S/N não conseguiu segurar a risada quando o viu fazer uma careta.
Ele sorriu pra ela,depois baixou o olhar para a lebre,que ela tinha espetado num galho limpo.
- Ah,o prato principal. - Levantando-se completamente,o cavaleiro aproximou-se dela,toda a atenção voltada para o coelho que ela havia matado. Ele curvou-se para pegar o espeto da mão dela,examinando-o de perto,depois ergueu o olhar de forma avaliativa.
- Um tiro perfeito - disse ele,com uma admiração evidente na voz. - Você fez isso m aquele arco curto?
S/N colocou o dedo no arco curvado,extraordinariamente satisfeita com o elogio,embora tivesse sido pequeno. O que havia com ela?
- Sim - ela disse,tirando a aljava do ombro e mostrando para ele. - Só preciso disso. Um arco longo é coisa demais. Além disso não preciso de armaduras.
Jungkook puxou o arco experimentalmente.
- Muito bem esculpido. Você que fez?
- Sim.- Surpreendentemente,S/N sentiu o rosto ficar corado. A consideração dele agradou-a bem mais do que devia. Que diferença fazia s dele se importava com ela ou não? Ele era apenas um cavaleiro,e,por sinal,não muito cortês. Não significava nada pra ela.
É claro,uma coisa era ser admirada pela aparência,pois não e podia controlar,outra era receber um elogio acerca de uma habilidade. S/N tinha infinitamente mais orgulho das suas habilidades de caçadora do que de sua aparência.

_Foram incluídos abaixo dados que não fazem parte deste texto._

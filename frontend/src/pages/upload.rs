use gloo_file::{File as GlooFile, ObjectUrl};
use gloo_timers::callback::{Interval, Timeout};
use shared::{AnalysisResult, Phase, UploadSession};
use wasm_bindgen::JsCast;
use web_sys::{DragEvent, HtmlInputElement};
use yew::prelude::*;

const PROGRESS_STEP: u8 = 5;
const PROGRESS_TICK_MS: u32 = 100;
const COMPLETE_DELAY_MS: u32 = 500;

/// The payload an upload session carries on the browser side.
pub struct SelectedImage {
    file: GlooFile,
    preview_url: ObjectUrl,
}

pub enum Msg {
    FileSelected(GlooFile),
    ClearImage,
    StartAnalysis,
    ProgressTick,
    AnalysisDone,
    SetDragging(bool),
    HandleDrop(DragEvent),
}

/// The upload-analyze flow. All state transitions live in `UploadSession`;
/// this component owns the session plus the timers that drive the simulated
/// analysis, and cancels them whenever the session is reset or torn down.
pub struct Upload {
    session: UploadSession<SelectedImage>,
    progress_timer: Option<Interval>,
    complete_timer: Option<Timeout>,
    is_dragging: bool,
}

impl Component for Upload {
    type Message = Msg;
    type Properties = ();

    fn create(_ctx: &Context<Self>) -> Self {
        Self {
            session: UploadSession::new(),
            progress_timer: None,
            complete_timer: None,
            is_dragging: false,
        }
    }

    fn update(&mut self, ctx: &Context<Self>, msg: Self::Message) -> bool {
        match msg {
            Msg::FileSelected(file) => {
                self.cancel_timers();
                let preview_url = ObjectUrl::from(file.clone());
                self.session.select_image(SelectedImage { file, preview_url });
                true
            }
            Msg::ClearImage => {
                self.cancel_timers();
                self.session.clear_image();
                true
            }
            Msg::StartAnalysis => {
                if !self.session.start_analysis() {
                    return false;
                }
                let link = ctx.link().clone();
                self.progress_timer = Some(Interval::new(PROGRESS_TICK_MS, move || {
                    link.send_message(Msg::ProgressTick);
                }));
                true
            }
            Msg::ProgressTick => {
                if self.session.advance(PROGRESS_STEP) {
                    if let Some(timer) = self.progress_timer.take() {
                        timer.cancel();
                    }
                    let link = ctx.link().clone();
                    self.complete_timer = Some(Timeout::new(COMPLETE_DELAY_MS, move || {
                        link.send_message(Msg::AnalysisDone);
                    }));
                }
                true
            }
            Msg::AnalysisDone => {
                self.complete_timer = None;
                self.session.complete(AnalysisResult::demo());
                true
            }
            Msg::SetDragging(is_dragging) => {
                self.is_dragging = is_dragging;
                true
            }
            Msg::HandleDrop(event) => {
                event.prevent_default();
                self.is_dragging = false;
                let file = event
                    .data_transfer()
                    .and_then(|dt| dt.files())
                    .and_then(|files| files.item(0));
                if let Some(file) = file {
                    ctx.link().send_message(Msg::FileSelected(GlooFile::from(file)));
                }
                true
            }
        }
    }

    fn view(&self, ctx: &Context<Self>) -> Html {
        html! {
            <div class="page upload-page">
                <header class="page-header">
                    <h1>{"Waste Image Analysis"}</h1>
                    <p class="muted">
                        {"Upload an image of waste materials for AI-powered classification \
                          and recycling recommendations."}
                    </p>
                </header>

                <div class="two-column">
                    { self.render_upload_card(ctx) }
                    { self.render_results_card() }
                </div>
            </div>
        }
    }

    fn destroy(&mut self, _ctx: &Context<Self>) {
        // A timer firing after unmount must not touch a discarded session.
        self.cancel_timers();
    }
}

impl Upload {
    fn cancel_timers(&mut self) {
        if let Some(timer) = self.progress_timer.take() {
            timer.cancel();
        }
        if let Some(timer) = self.complete_timer.take() {
            timer.cancel();
        }
    }

    fn render_upload_card(&self, ctx: &Context<Self>) -> Html {
        let link = ctx.link();

        let handle_change = link.batch_callback(|e: Event| {
            let input: HtmlInputElement = e.target_unchecked_into();
            let file = input.files().and_then(|files| files.item(0));
            input.set_value("");
            file.map(|file| Msg::FileSelected(GlooFile::from(file)))
        });
        let handle_drag_over = link.callback(|e: DragEvent| {
            e.prevent_default();
            Msg::SetDragging(true)
        });
        let handle_drag_leave = link.callback(|e: DragEvent| {
            e.prevent_default();
            Msg::SetDragging(false)
        });
        let handle_drop = link.callback(Msg::HandleDrop);

        let trigger_file_input = Callback::from(|_: MouseEvent| {
            if let Some(input) = web_sys::window()
                .and_then(|w| w.document())
                .and_then(|d| d.get_element_by_id("file-input"))
            {
                if let Ok(input) = input.dyn_into::<web_sys::HtmlElement>() {
                    input.click();
                }
            }
        });

        html! {
            <div class="card upload-card">
                <h2>{"Upload Waste Image"}</h2>

                <div
                    id="drop-zone"
                    class={classes!("upload-area", self.is_dragging.then_some("drag-over"))}
                    ondragover={handle_drag_over}
                    ondragleave={handle_drag_leave}
                    ondrop={handle_drop}
                >
                    <input
                        type="file"
                        id="file-input"
                        accept="image/*"
                        style="display: none;"
                        onchange={handle_change}
                    />
                    { self.render_drop_zone_content(ctx, trigger_file_input) }
                </div>

                { self.render_upload_actions(ctx) }
            </div>
        }
    }

    fn render_drop_zone_content(
        &self,
        ctx: &Context<Self>,
        trigger_file_input: Callback<MouseEvent>,
    ) -> Html {
        match self.session.image() {
            Some(image) => html! {
                <div class="image-preview">
                    <img
                        src={image.preview_url.to_string()}
                        alt={image.file.name()}
                    />
                    <button
                        class="remove-btn"
                        title="Remove this image"
                        onclick={ctx.link().callback(|_| Msg::ClearImage)}
                    >
                        <i class="fa-solid fa-trash"></i>
                    </button>
                </div>
            },
            None => html! {
                <div class="upload-placeholder">
                    <i class="fa-solid fa-cloud-arrow-up"></i>
                    <p>{"Drag and drop an image here"}</p>
                    <p class="muted">{"or"}</p>
                    <button class="btn btn-primary" onclick={trigger_file_input}>
                        {"Browse Files"}
                    </button>
                    <p class="file-types">{"Supported formats: JPG, PNG, WEBP"}</p>
                </div>
            },
        }
    }

    fn render_upload_actions(&self, ctx: &Context<Self>) -> Html {
        let link = ctx.link();
        match self.session.phase() {
            Phase::ImageSelected => html! {
                <button class="btn btn-primary" onclick={link.callback(|_| Msg::StartAnalysis)}>
                    <i class="fa-solid fa-camera"></i>{" Analyze Waste"}
                </button>
            },
            Phase::Analyzing => html! {
                <div class="progress-block">
                    <div class="progress-labels">
                        <span>{"Analyzing image..."}</span>
                        <span>{ format!("{}%", self.session.progress()) }</span>
                    </div>
                    <div class="meter">
                        <div
                            class="meter-fill"
                            style={format!("width: {}%", self.session.progress())}
                        ></div>
                    </div>
                </div>
            },
            Phase::Complete => html! {
                <button class="btn btn-outline" onclick={link.callback(|_| Msg::ClearImage)}>
                    {"Upload New Image"}<i class="fa-solid fa-rotate"></i>
                </button>
            },
            Phase::Idle => html! {},
        }
    }

    fn render_results_card(&self) -> Html {
        let body = match (self.session.phase(), self.session.result()) {
            (Phase::Idle, _) => render_results_placeholder(
                "fa-solid fa-camera",
                "No Image Selected",
                "Upload an image of waste materials to receive AI-powered analysis \
                 and recycling recommendations.",
            ),
            (Phase::ImageSelected, _) => render_results_placeholder(
                "fa-solid fa-camera",
                "Ready for Analysis",
                "Click the 'Analyze Waste' button to start the AI-powered analysis process.",
            ),
            (Phase::Analyzing, _) => render_results_placeholder(
                "fa-solid fa-rotate fa-spin",
                "Analyzing Image...",
                "Our AI is processing your image to classify waste types and determine \
                 recyclability.",
            ),
            (Phase::Complete, Some(result)) => render_analysis_results(result),
            // Unreachable while the session invariant holds.
            (Phase::Complete, None) => html! {},
        };

        html! {
            <div class="card results-card">
                <h2>{"Analysis Results"}</h2>
                { body }
            </div>
        }
    }
}

fn render_results_placeholder(icon: &str, title: &str, blurb: &str) -> Html {
    html! {
        <div class="results-placeholder">
            <div class="icon-circle"><i class={icon.to_string()}></i></div>
            <h3>{ title.to_string() }</h3>
            <p class="muted">{ blurb.to_string() }</p>
        </div>
    }
}

fn render_analysis_results(result: &AnalysisResult) -> Html {
    html! {
        <div class="analysis-results">
            <div class="result-status">
                <i class="fa-solid fa-circle-check"></i>
                <span>{"Analysis Complete"}</span>
            </div>

            <div class="result-section">
                <h3>{"Waste Type"}</h3>
                <p class="result-primary">{ result.waste_type.clone() }</p>
            </div>

            <div class="result-section">
                <h3>{"Recyclability"}</h3>
                <div class="meter-row">
                    <div class="meter">
                        <div
                            class="meter-fill"
                            style={format!("width: {}%", result.recyclable_percentage)}
                        ></div>
                    </div>
                    <span>{ format!("{}%", result.recyclable_percentage) }</span>
                </div>
            </div>

            <div class="result-section">
                <h3>{"Hazardous"}</h3>
                <p class={classes!("hazard-flag", result.hazardous.then_some("danger"))}>
                    { if result.hazardous { "Yes" } else { "No" } }
                </p>
            </div>

            <div class="result-section">
                <h3>{"Recommended Disposal"}</h3>
                <p>{ result.disposal_method.clone() }</p>
            </div>

            <div class="result-section">
                <h3>{"Material Composition"}</h3>
                <div class="result-bars">
                    { for result.materials.iter().map(|material| html! {
                        <div class="result-item" key={material.name.clone()}>
                            <div class="result-labels">
                                <span>{ material.name.clone() }</span>
                                <span>{ format!("{}%", material.percentage) }</span>
                            </div>
                            <div class="meter">
                                <div
                                    class="meter-fill"
                                    style={format!("width: {}%", material.percentage)}
                                ></div>
                            </div>
                        </div>
                    }) }
                </div>
            </div>

            <div class="result-section">
                <h3>{"Environmental Impact"}</h3>
                <ul class="impact-list">
                    <li>{ format!("CO₂ saved: {}", result.environmental_impact.co2_saved) }</li>
                    <li>{ format!("Water saved: {}", result.environmental_impact.water_saved) }</li>
                    <li>{ format!("Energy saved: {}", result.environmental_impact.energy_saved) }</li>
                </ul>
            </div>

            <div class="result-section">
                <h3>{"Recommendations"}</h3>
                <ul>
                    { for result.recommendations.iter().map(|r| html! {
                        <li key={r.clone()}>{ r.clone() }</li>
                    }) }
                </ul>
            </div>
        </div>
    }
}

Falando apressadamente para esconder a vergonha,S/N mostrou um corte que fizera em cada uma das flechas e que,segundo ela,aumentava a curva do voo.
- Mas - Jeon disse,examinando a ponta violeta do projétil - ,embora aumente a projeção do tiro,faz com que suas flechas sejam bem incomuns.
S/N deu de ombros,sem entender imediatamente o significado do que ele tinha dito.
- Ah,sim,mas parece funcionar.
- E o xerife De Brisaac ainda não aprendeu a a identificar o seu trabalho manual?
O entendimento veio à tona. Subitamente desconfortável com a mudança de rumo da conversa,S/N pegou o coldre da mão dele e voltou a atenção para o jantar.
- Vou esfregar algumas boas ervas nesse camarada - disse ela,propositalmente mudando de assunto. - Se tivermos sorte,ficará pronto em meia hora.
Jungkook deu risada.
- Entendi. Seus problemas com o xerife não são da minha conta?
S/N ajoelhou-se ao lado do fogo e dedicadamente começou a passar uma camada de ervas na caça. Manteve os olhos na sua tarefa,torcendo para que o brilho vermelho do fogo encondesse o rosto corado.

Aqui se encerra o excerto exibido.